§ Directions for this task: The expected output is a copy of every line in the records with the string "struct".

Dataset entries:
┌──

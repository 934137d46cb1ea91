#[derive(Debug, thiserror::Error)]
pub enum PersistenceError {
    #[error("io error at {path}: {source}")]
    Io {
        path: String,
        #[source]
        source: std::io::Error,
    },
    #[error("json error at {path}: {source}")]
    Json {
        path: String,
        #[source]
        source: serde_json::Error,
    },
    #[error("sqlite open failed at {path}: {source}")]
    Open {
        path: String,
        #[source]
        source: rusqlite::Error,
    },
    #[error("sqlite statement failed: {source}")]
    Sql {
        #[source]
        source: rusqlite::Error,
    },
    #[error("invalid identifier: {0}")]
    InvalidIdentifier(String),
    #[error("run store lock poisoned")]
    LockPoisoned,
}

pub(crate) fn io_error(path: &std::path::Path, source: std::io::Error) -> PersistenceError {
    PersistenceError::Io {
        path: path.display().to_string(),
        source,
    }
}

pub(crate) fn json_error(path: &std::path::Path, source: serde_json::Error) -> PersistenceError {
    PersistenceError::Json {
        path: path.display().to_string(),
        source,
    }
}
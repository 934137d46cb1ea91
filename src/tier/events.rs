use super::protocol::FailurePoint;
use crate::resources::ResourceUsage;
use crate::run::RunResourceUsage;
use crate::shared::EngineLog;
use crate::workflow::Location;
use serde::{Deserialize, Serialize};
use serde_json::Value;
use std::sync::Mutex;

#[derive(Debug, Clone, PartialEq, Serialize, Deserialize)]
#[serde(tag = "event", rename_all = "snake_case")]
pub enum RunEvent {
    Started {
        run_id: String,
        workflow_id: String,
        resumed: bool,
    },
    StepStarted {
        run_id: String,
        step_id: String,
        attempt: u32,
        location: Location,
    },
    StepCompleted {
        run_id: String,
        step_id: String,
        attempt: u32,
        usage: ResourceUsage,
    },
    Paused {
        run_id: String,
    },
    Stopped {
        run_id: String,
        reason: Option<String>,
    },
    Completed {
        run_id: String,
        usage: RunResourceUsage,
    },
    Failed {
        run_id: String,
        error: String,
        failure_point: FailurePoint,
    },
}

impl RunEvent {
    pub fn run_id(&self) -> &str {
        match self {
            Self::Started { run_id, .. }
            | Self::StepStarted { run_id, .. }
            | Self::StepCompleted { run_id, .. }
            | Self::Paused { run_id }
            | Self::Stopped { run_id, .. }
            | Self::Completed { run_id, .. }
            | Self::Failed { run_id, .. } => run_id,
        }
    }

    pub fn name(&self) -> &'static str {
        match self {
            Self::Started { .. } => "started",
            Self::StepStarted { .. } => "step_started",
            Self::StepCompleted { .. } => "step_completed",
            Self::Paused { .. } => "paused",
            Self::Stopped { .. } => "stopped",
            Self::Completed { .. } => "completed",
            Self::Failed { .. } => "failed",
        }
    }
}

/// Lifecycle observer. Emission must not fail the run.
pub trait EventSink: Send + Sync {
    fn emit(&self, event: &RunEvent);
}

#[derive(Debug, Clone, Copy, Default)]
pub struct NullEventSink;

impl EventSink for NullEventSink {
    fn emit(&self, _event: &RunEvent) {}
}

#[derive(Debug, Default)]
pub struct RecordingEventSink {
    events: Mutex<Vec<RunEvent>>,
}

impl RecordingEventSink {
    pub fn new() -> Self {
        Self::default()
    }

    pub fn events(&self) -> Vec<RunEvent> {
        self.events
            .lock()
            .map(|events| events.clone())
            .unwrap_or_default()
    }

    pub fn names(&self) -> Vec<&'static str> {
        self.events().iter().map(RunEvent::name).collect()
    }
}

impl EventSink for RecordingEventSink {
    fn emit(&self, event: &RunEvent) {
        if let Ok(mut events) = self.events.lock() {
            events.push(event.clone());
        }
    }
}

/// Writes each event as a `run.event` line to an engine log.
#[derive(Debug, Clone, Default)]
pub struct LogEventSink {
    log: EngineLog,
}

impl LogEventSink {
    pub fn new(log: EngineLog) -> Self {
        Self { log }
    }
}

impl EventSink for LogEventSink {
    fn emit(&self, event: &RunEvent) {
        self.log.info(
            "run.event",
            &[(
                "payload",
                serde_json::to_value(event).unwrap_or(Value::Null),
            )],
        );
    }
}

└──

§ Task response:
pub struct NullEventSink;
pub struct RecordingEventSink {
pub struct LogEventSink {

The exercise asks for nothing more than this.